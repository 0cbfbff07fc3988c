//! User interface and interaction
//!
//! This module contains the components related to user interaction:
//! CLI parsing, console output, progress reporting and prompts.

pub mod cli;
pub mod color;
pub mod output;
pub mod progress;
pub mod prompt;

// Re-export commonly used items
pub use cli::{
    DescribeCli, LinkcheckCli, LogoCli, LogoCommand, describe_to_config, linkcheck_to_config,
    logo_to_config,
};
pub use progress::ProgressReporter;
pub use prompt::{clipboard_notice, confirm, copy_to_clipboard};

● Exercise: When you come to the line containing "pub mod output;", give it and stop; before that, repeat each line of the material exactly from the first one.

● Your solution:
repository 0cbfbff07fc3988c
//! User interface and interaction
//!
//! This module contains the components related to user interaction:
//! CLI parsing, console output, progress reporting and prompts.

pub mod cli;
pub mod color;
pub mod output;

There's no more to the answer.